There are around 200 animals at Farmer Fred's zoo. Every day, Farmer Fred
feeds the animals as many carrots as they desire. The animals record how many
carrots they have eaten per day. For this particular day, the number of
carrots eaten can be seen in animals_and_carrots.csv.

At the end of each day, Farmer Fred often asks aggregate question about how
many carrots everyone ate. For example, he wants to know how many carrots are
eaten each day, so he knows how many to order the next day. The animals are
fearful that Fred will use the data against their best interest. For example,
Fred could get rid of the animals who eat the most carrots!

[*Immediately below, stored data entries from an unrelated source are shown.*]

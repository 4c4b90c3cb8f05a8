//! Post creation and timeline reads

use std::collections::{HashMap, HashSet};
use std::sync::Arc;

use chrono::{DateTime, Utc};
use serde::{Deserialize, Serialize};
use tracing::info;
use ts_rs::TS;

use crate::config::get_config;
use crate::errors::{Result, VistagramError};
use crate::storage::{NewPost, Post, PostFilter, SeaOrmStorage, User};
use crate::utils::char_len;
use crate::utils::url_validator::validate_image_url;

const TS_EXPORT_PATH: &str = "../web/src/types.generated.ts";

/// Longest caption accepted, in characters
pub const MAX_CAPTION_LENGTH: usize = 2200;

/// Author fields shown next to a post
#[derive(Debug, Clone, PartialEq, Eq, Serialize, Deserialize, TS)]
#[ts(export, export_to = TS_EXPORT_PATH)]
pub struct AuthorSummary {
    pub id: String,
    pub name: Option<String>,
    pub image: Option<String>,
}

impl From<&User> for AuthorSummary {
    fn from(user: &User) -> Self {
        Self {
            id: user.id.clone(),
            name: user.name.clone(),
            image: user.image.clone(),
        }
    }
}

/// A post as returned to one viewer
#[derive(Debug, Clone, PartialEq, Eq, Serialize, Deserialize, TS)]
#[ts(export, export_to = TS_EXPORT_PATH)]
pub struct PostView {
    pub id: String,
    pub image_url: String,
    pub caption: Option<String>,
    pub created_at: DateTime<Utc>,
    #[ts(type = "number")]
    pub like_count: u64,
    #[ts(type = "number")]
    pub share_count: u64,
    pub is_liked: bool,
    pub author: Option<AuthorSummary>,
}

impl PostView {
    fn build(post: Post, author: Option<&User>, is_liked: bool) -> Self {
        Self {
            id: post.id,
            image_url: post.image_url,
            caption: post.caption,
            created_at: post.created_at,
            like_count: post.like_count,
            share_count: post.share_count,
            is_liked,
            author: author.map(AuthorSummary::from),
        }
    }
}

/// One page of the timeline
#[derive(Debug, Clone, Serialize, Deserialize, TS)]
#[ts(export, export_to = TS_EXPORT_PATH)]
pub struct PostPage {
    pub items: Vec<PostView>,
    #[ts(type = "number")]
    pub page: u64,
    #[ts(type = "number")]
    pub limit: u64,
    #[ts(type = "number")]
    pub total: u64,
    pub has_more: bool,
}

fn normalize_caption(caption: Option<String>) -> Result<Option<String>> {
    let Some(caption) = caption else {
        return Ok(None);
    };
    let trimmed = caption.trim();
    if trimmed.is_empty() {
        return Ok(None);
    }
    let len = char_len(trimmed);
    if len > MAX_CAPTION_LENGTH {
        return Err(VistagramError::validation(format!(
            "Caption is {} characters, the limit is {}",
            len, MAX_CAPTION_LENGTH
        )));
    }
    Ok(Some(trimmed.to_string()))
}

/// The row offset of `page` must fit a SQL BIGINT
fn check_page_bounds(page: u64, limit: u64) -> Result<()> {
    match page.checked_mul(limit) {
        Some(end) if end <= i64::MAX as u64 => Ok(()),
        _ => Err(VistagramError::validation(format!(
            "page {} is out of range",
            page
        ))),
    }
}

pub struct PostService {
    storage: Arc<SeaOrmStorage>,
}

impl PostService {
    pub fn new(storage: Arc<SeaOrmStorage>) -> Self {
        Self { storage }
    }

    pub async fn create_post(
        &self,
        user_id: &str,
        image_url: &str,
        caption: Option<String>,
    ) -> Result<PostView> {
        let image_url =
            validate_image_url(image_url).map_err(|e| VistagramError::validation(e.to_string()))?;
        let caption = normalize_caption(caption)?;

        let author = self.storage.get_user(user_id).await?.ok_or_else(|| {
            VistagramError::unauthenticated(format!("Unknown user: {}", user_id))
        })?;

        let post = self
            .storage
            .insert_post(NewPost {
                user_id: author.id.clone(),
                image_url,
                caption,
            })
            .await?;

        info!("PostService: created post {}", post.id);
        Ok(PostView::build(post, Some(&author), false))
    }

    pub async fn get_post(&self, post_id: &str, viewer: Option<&str>) -> Result<PostView> {
        let post = self
            .storage
            .get_post(post_id)
            .await?
            .ok_or_else(|| VistagramError::not_found(format!("Post not found: {}", post_id)))?;

        let author = match post.user_id.as_deref() {
            Some(user_id) => self.storage.get_user(user_id).await?,
            None => None,
        };
        let is_liked = match viewer {
            Some(viewer) => self.storage.has_liked(viewer, &post.id).await?,
            None => false,
        };

        Ok(PostView::build(post, author.as_ref(), is_liked))
    }

    /// Paged timeline; `page` is 1-based and `limit` is clamped to the
    /// configured maximum.
    pub async fn timeline(
        &self,
        filter: PostFilter,
        viewer: Option<&str>,
        page: Option<u64>,
        limit: Option<u64>,
    ) -> Result<PostPage> {
        let timeline = &get_config().timeline;
        let page = page.unwrap_or(1).max(1);
        let limit = limit
            .unwrap_or(timeline.default_page_size)
            .clamp(1, timeline.max_page_size.max(1));
        check_page_bounds(page, limit)?;

        let (posts, total) = self.storage.load_posts(page, limit, &filter).await?;

        let author_ids: Vec<String> = posts
            .iter()
            .filter_map(|p| p.user_id.clone())
            .collect::<HashSet<_>>()
            .into_iter()
            .collect();
        let authors: HashMap<String, User> = self.storage.batch_get_users(&author_ids).await?;

        let liked: HashSet<String> = match viewer {
            Some(viewer) => {
                let post_ids: Vec<String> = posts.iter().map(|p| p.id.clone()).collect();
                self.storage.liked_post_ids(viewer, &post_ids).await?
            }
            None => HashSet::new(),
        };

        let items = posts
            .into_iter()
            .map(|post| {
                let author = post.user_id.as_ref().and_then(|id| authors.get(id));
                let is_liked = liked.contains(&post.id);
                PostView::build(post, author, is_liked)
            })
            .collect();

        Ok(PostPage {
            items,
            page,
            limit,
            total,
            has_more: page.saturating_mul(limit) < total,
        })
    }
}

#[cfg(test)]
mod tests {
    use super::*;

    #[test]
    fn test_normalize_caption() {
        assert_eq!(normalize_caption(None).unwrap(), None);
        assert_eq!(normalize_caption(Some("   ".to_string())).unwrap(), None);
        assert_eq!(
            normalize_caption(Some("  golden hour ".to_string())).unwrap(),
            Some("golden hour".to_string())
        );
    }

    #[test]
    fn test_check_page_bounds() {
        assert!(check_page_bounds(1, 20).is_ok());
        assert!(check_page_bounds(i64::MAX as u64, 1).is_ok());
        assert!(matches!(
            check_page_bounds(u64::MAX, 10),
            Err(VistagramError::Validation(_))
        ));
        assert!(check_page_bounds(i64::MAX as u64, 2).is_err());
    }

    #[test]
    fn test_caption_limit_counts_characters() {
        let at_limit = "é".repeat(MAX_CAPTION_LENGTH);
        assert!(normalize_caption(Some(at_limit)).is_ok());

        let over = "a".repeat(MAX_CAPTION_LENGTH + 1);
        assert!(matches!(
            normalize_caption(Some(over)),
            Err(VistagramError::Validation(_))
        ));
    }
}
//! Vistagram - photo sharing backend
//!
//! Posts with images and captions, a paged timeline, likes, and per-user
//! share links resolved through short codes.
//!
//! # Architecture
//! - `storage`: sea-orm backend, ledgers for likes and shares
//! - `services`: engagement, post and profile services
//! - `api`: HTTP handlers, session tokens and middleware
//! - `config`: static configuration (TOML + environment)
//! - `runtime`: application lifecycle and execution modes
//! - `system`: logging setup

pub mod api;
pub mod cli;
pub mod config;
pub mod errors;
pub mod runtime;
pub mod services;
pub mod storage;
pub mod system;
pub mod utils;
pub mod like;
pub mod post;
pub mod share;
pub mod user;

pub use like::Entity as LikeEntity;
pub use post::Entity as PostEntity;
pub use share::Entity as ShareEntity;
pub use user::Entity as UserEntity;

To protect themselves, the animals decide to use the C++ Differential Privacy
library to aggregate their data before reporting it to Fred. This way, the
animals can control the risk that Fred will identify individuals' data while
maintaining an adequate level of accuracy so that Fred can continue to run the
zoo effectively.

The animals have implemented a CarrotReporter tool in animals_and_carrots.h to
obtain DP aggregate data to report to Fred. We document one of these reports
in report_the_carrots.cc."

Tech companies love to use that line, "We take privacy seriously."

That seriousness is certainly reflected in this example, which appears to
compare users with zoo animals, tended to by a "farmer".

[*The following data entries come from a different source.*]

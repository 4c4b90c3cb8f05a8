//! Session endpoints
//!
//! The identity provider itself lives outside this service. It calls
//! `/api/auth/callback` with a shared secret once a user has signed in,
//! and gets back a session token for that user.

use actix_web::http::StatusCode;
use actix_web::{HttpRequest, HttpResponse, Responder, web};
use std::sync::Arc;
use subtle::ConstantTimeEq;
use tracing::{debug, info, warn};

use crate::api::constants;
use crate::api::jwt::get_jwt_service;
use crate::api::middleware::Identity;
use crate::config::get_config;
use crate::errors::VistagramError;
use crate::services::ProfileService;

use super::error_code::ErrorCode;
use super::helpers::{CookieBuilder, api_result, error_from_vistagram, error_response, json_response};
use super::types::{ProviderCallbackRequest, SessionResponse};

/// 常量时间比较 provider secret
fn provider_secret_matches(expected: &str, provided: &str) -> bool {
    !expected.is_empty() && expected.as_bytes().ct_eq(provided.as_bytes()).into()
}

/// `POST /api/auth/callback`
pub async fn provider_callback(
    req: HttpRequest,
    body: web::Json<ProviderCallbackRequest>,
    profiles: web::Data<Arc<ProfileService>>,
) -> HttpResponse {
    let expected = &get_config().auth.provider_secret;
    if expected.is_empty() {
        debug!("Identity callback called while disabled");
        return error_response(StatusCode::NOT_FOUND, ErrorCode::NotFound, "Not Found");
    }

    let provided = req
        .headers()
        .get(constants::PROVIDER_SECRET_HEADER)
        .and_then(|v| v.to_str().ok())
        .unwrap_or("");
    if !provider_secret_matches(expected, provided) {
        warn!("Identity callback rejected: bad provider secret");
        return error_response(
            StatusCode::UNAUTHORIZED,
            ErrorCode::AuthFailed,
            "Invalid provider secret",
        );
    }

    let body = body.into_inner();
    let user = match profiles.sign_in(&body.email, body.name, body.image).await {
        Ok(user) => user,
        Err(e) => return error_from_vistagram(&e),
    };

    let token = match get_jwt_service().generate_access_token(&user.id, &user.email) {
        Ok(token) => token,
        Err(e) => return error_from_vistagram(&VistagramError::from(e)),
    };

    info!("Session issued for user {}", user.id);
    let cookie = CookieBuilder::from_config().build_session_cookie(token.clone());
    let mut resp = json_response(
        StatusCode::OK,
        ErrorCode::Success,
        "OK",
        Some(SessionResponse { token, user }),
    );
    if let Err(e) = resp.add_cookie(&cookie) {
        warn!("Failed to attach session cookie: {}", e);
    }
    resp
}

/// `GET /api/auth/session`
pub async fn current_session(
    identity: Identity,
    profiles: web::Data<Arc<ProfileService>>,
) -> impl Responder {
    api_result(
        profiles
            .get_user(&identity.user_id)
            .await
            // 令牌有效但用户已删除
            .map_err(|e| match e {
                VistagramError::NotFound(_) => {
                    VistagramError::unauthenticated("Session user no longer exists")
                }
                other => other,
            }),
    )
}

/// `POST /api/auth/logout`
pub async fn logout() -> HttpResponse {
    let cookie = CookieBuilder::from_config().build_expired_session_cookie();
    let mut resp = json_response(StatusCode::OK, ErrorCode::Success, "Logged out", None::<()>);
    if let Err(e) = resp.add_cookie(&cookie) {
        warn!("Failed to clear session cookie: {}", e);
    }
    resp
}
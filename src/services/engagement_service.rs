//! Likes, shares and short-link resolution
//!
//! Counter maintenance lives in the storage ledger transactions; this
//! service validates input, checks the post exists, and runs the bounded
//! short-code retry loop.

use std::sync::Arc;

use serde::{Deserialize, Serialize};
use tracing::{debug, info, warn};
use ts_rs::TS;

use super::short_code::{RandomCodeGenerator, ShortCodeGenerator, is_valid_short_code};
use crate::config::get_config;
use crate::errors::{Result, VistagramError};
use crate::storage::{Post, SeaOrmStorage, ShareInsert};

const TS_EXPORT_PATH: &str = "../web/src/types.generated.ts";

/// Result of a like or unlike
#[derive(Debug, Clone, PartialEq, Eq, Serialize, Deserialize, TS)]
#[ts(export, export_to = TS_EXPORT_PATH)]
pub struct LikeOutcome {
    #[ts(type = "number")]
    pub like_count: u64,
    pub is_liked: bool,
}

/// Result of a share request
#[derive(Debug, Clone, PartialEq, Eq, Serialize, Deserialize, TS)]
#[ts(export, export_to = TS_EXPORT_PATH)]
pub struct ShareOutcome {
    #[ts(type = "number")]
    pub share_count: u64,
    pub is_shared: bool,
    pub short_code: String,
    /// false when an earlier share by the same user was returned
    pub created: bool,
}

/// Counters of a post as seen by one viewer
#[derive(Debug, Clone, PartialEq, Eq, Serialize, Deserialize, TS)]
#[ts(export, export_to = TS_EXPORT_PATH)]
pub struct PostStatus {
    #[ts(type = "number")]
    pub like_count: u64,
    #[ts(type = "number")]
    pub share_count: u64,
    pub is_liked: bool,
}

fn require_id<'a>(value: &'a str, field: &str) -> Result<&'a str> {
    let trimmed = value.trim();
    if trimmed.is_empty() {
        return Err(VistagramError::validation(format!("{} is required", field)));
    }
    Ok(trimmed)
}

pub struct EngagementService {
    storage: Arc<SeaOrmStorage>,
    generator: Arc<dyn ShortCodeGenerator>,
    max_attempts: u32,
}

impl EngagementService {
    pub fn new(
        storage: Arc<SeaOrmStorage>,
        generator: Arc<dyn ShortCodeGenerator>,
        max_attempts: u32,
    ) -> Self {
        Self {
            storage,
            generator,
            max_attempts: max_attempts.max(1),
        }
    }

    /// Random generator and attempt budget from the `[share]` config section
    pub fn from_config(storage: Arc<SeaOrmStorage>) -> Self {
        let share = &get_config().share;
        Self::new(
            storage,
            Arc::new(RandomCodeGenerator::new(share.code_length)),
            share.max_attempts,
        )
    }

    async fn require_post(&self, post_id: &str) -> Result<Post> {
        self.storage
            .get_post(post_id)
            .await?
            .ok_or_else(|| VistagramError::not_found(format!("Post not found: {}", post_id)))
    }

    pub async fn like(&self, user_id: &str, post_id: &str) -> Result<LikeOutcome> {
        let user_id = require_id(user_id, "user_id")?;
        let post_id = require_id(post_id, "post_id")?;
        self.require_post(post_id).await?;

        let like_count = self.storage.insert_like(user_id, post_id).await?;
        Ok(LikeOutcome {
            like_count,
            is_liked: true,
        })
    }

    pub async fn unlike(&self, user_id: &str, post_id: &str) -> Result<LikeOutcome> {
        let user_id = require_id(user_id, "user_id")?;
        let post_id = require_id(post_id, "post_id")?;
        self.require_post(post_id).await?;

        let like_count = self.storage.delete_like(user_id, post_id).await?;
        Ok(LikeOutcome {
            like_count,
            is_liked: false,
        })
    }

    /// Return the user's share code for a post, creating it on first call.
    ///
    /// A repeated call returns the stored code and leaves `share_count`
    /// untouched. New codes are tried at most `max_attempts` times.
    pub async fn create_or_get_share(&self, user_id: &str, post_id: &str) -> Result<ShareOutcome> {
        let user_id = require_id(user_id, "user_id")?;
        let post_id = require_id(post_id, "post_id")?;
        let post = self.require_post(post_id).await?;

        if let Some(existing) = self.storage.find_share(user_id, post_id).await? {
            debug!("Share already exists: user={} post={}", user_id, post_id);
            return Ok(ShareOutcome {
                share_count: post.share_count,
                is_shared: true,
                short_code: existing.short_code,
                created: false,
            });
        }

        for attempt in 1..=self.max_attempts {
            let code = self.generator.generate();

            if !is_valid_short_code(&code) {
                warn!("Generator produced an unusable code on attempt {}: {:?}", attempt, code);
                continue;
            }

            if self.storage.short_code_exists(&code).await? {
                debug!("Short code collision on attempt {}: {}", attempt, code);
                continue;
            }

            match self.storage.insert_share(user_id, post_id, &code).await? {
                ShareInsert::Inserted { share_count } => {
                    return Ok(ShareOutcome {
                        share_count,
                        is_shared: true,
                        short_code: code,
                        created: true,
                    });
                }
                ShareInsert::Conflict => {
                    // 同一用户的并发请求先提交了
                    if let Some(winner) = self.storage.find_share(user_id, post_id).await? {
                        let current = self.require_post(post_id).await?;
                        return Ok(ShareOutcome {
                            share_count: current.share_count,
                            is_shared: true,
                            short_code: winner.short_code,
                            created: false,
                        });
                    }
                    debug!("Short code taken concurrently on attempt {}: {}", attempt, code);
                }
            }
        }

        warn!(
            "Short code generation exhausted: user={} post={} attempts={}",
            user_id, post_id, self.max_attempts
        );
        Err(VistagramError::code_generation_exhausted(format!(
            "Could not allocate a unique short code after {} attempts",
            self.max_attempts
        )))
    }

    /// Map a short code back to its post id. Exact, case-sensitive match.
    pub async fn resolve_short_code(&self, code: &str) -> Result<String> {
        if !is_valid_short_code(code) {
            return Err(VistagramError::not_found(format!(
                "Unknown short code: {}",
                code
            )));
        }

        match self.storage.find_share_by_code(code).await? {
            Some(share) => {
                info!("Short code resolved: {} -> {}", code, share.post_id);
                Ok(share.post_id)
            }
            None => Err(VistagramError::not_found(format!(
                "Unknown short code: {}",
                code
            ))),
        }
    }

    /// Read-only snapshot of a post's counters
    pub async fn get_status(&self, post_id: &str, user_id: Option<&str>) -> Result<PostStatus> {
        let post_id = require_id(post_id, "post_id")?;
        let post = self.require_post(post_id).await?;

        let is_liked = match user_id.map(str::trim).filter(|u| !u.is_empty()) {
            Some(user_id) => self.storage.has_liked(user_id, post_id).await?,
            None => false,
        };

        Ok(PostStatus {
            like_count: post.like_count,
            share_count: post.share_count,
            is_liked,
        })
    }
}

#[cfg(test)]
mod tests {
    use super::*;

    #[test]
    fn test_require_id_trims_and_rejects_blank() {
        assert_eq!(require_id("  p1 ", "post_id").unwrap(), "p1");
        let err = require_id("   ", "post_id").unwrap_err();
        assert!(matches!(err, VistagramError::Validation(_)));
        assert!(err.message().contains("post_id"));
    }

    #[test]
    fn test_outcomes_serialize_snake_case() {
        let json = serde_json::to_value(ShareOutcome {
            share_count: 1,
            is_shared: true,
            short_code: "ab12CD34".to_string(),
            created: true,
        })
        .unwrap();
        assert_eq!(json["short_code"], "ab12CD34");
        assert_eq!(json["share_count"], 1);
        assert_eq!(json["is_shared"], true);
    }
}
//! `/api` 路由配置
//!
//! 按功能模块拆分成若干 scope，由 server 挂到 `/api` 下。

use actix_web::web;

use super::auth::{current_session, logout, provider_callback};
use super::engagement::{like_post, post_status, share_post, unlike_post};
use super::posts::{create_post, filter_posts, get_post, timeline};
use super::profile::{get_profile, update_profile};

/// 帖子路由 `/posts`
///
/// 包含：
/// - GET /posts - 时间线
/// - POST /posts - 发帖
/// - GET /posts/filter?type=popular|mine - 过滤
/// - GET /posts/{id} - 单个帖子
/// - POST/DELETE /posts/{id}/like - 点赞/取消点赞
/// - POST /posts/{id}/share - 获取分享短码
/// - GET /posts/{id}/status - 计数状态
pub fn posts_routes() -> actix_web::Scope {
    web::scope("/posts")
        .route("", web::get().to(timeline))
        .route("", web::post().to(create_post))
        // must be before /{id}
        .route("/filter", web::get().to(filter_posts))
        .route("/{id}/like", web::post().to(like_post))
        .route("/{id}/like", web::delete().to(unlike_post))
        .route("/{id}/share", web::post().to(share_post))
        .route("/{id}/status", web::get().to(post_status))
        .route("/{id}", web::get().to(get_post))
}

/// 个人资料路由 `/profile`
pub fn profile_routes() -> actix_web::Scope {
    web::scope("/profile")
        .route("", web::post().to(update_profile))
        .route("/{id}", web::get().to(get_profile))
}

/// 认证路由 `/auth`
///
/// 包含：
/// - POST /auth/callback - 身份提供方回调，签发 session
/// - GET /auth/session - 当前用户
/// - POST /auth/logout - 清除 session cookie
pub fn auth_routes() -> actix_web::Scope {
    web::scope("/auth")
        .route("/callback", web::post().to(provider_callback))
        .route("/session", web::get().to(current_session))
        .route("/logout", web::post().to(logout))
}

/// 组装 `/api` 下的全部路由
pub fn api_routes() -> actix_web::Scope {
    web::scope(crate::api::constants::API_PREFIX)
        .service(posts_routes())
        .service(profile_routes())
        .service(auth_routes())
}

If Fred is anything like Google, he wants this per animal carrot consumption
data for some other reason(s) besides simply ordering more carrots.

This example makes privacy sound like some sort of resource allocation
problem. What is the minimum carrots we must provide in exchange for animal
data.

What if the animals are not "fearful that Fred will use the data against their
best interest" but instead they know Fred is using the data for reasons other
than ordering more carrots, profiting from that use and not sharing any of the
profits.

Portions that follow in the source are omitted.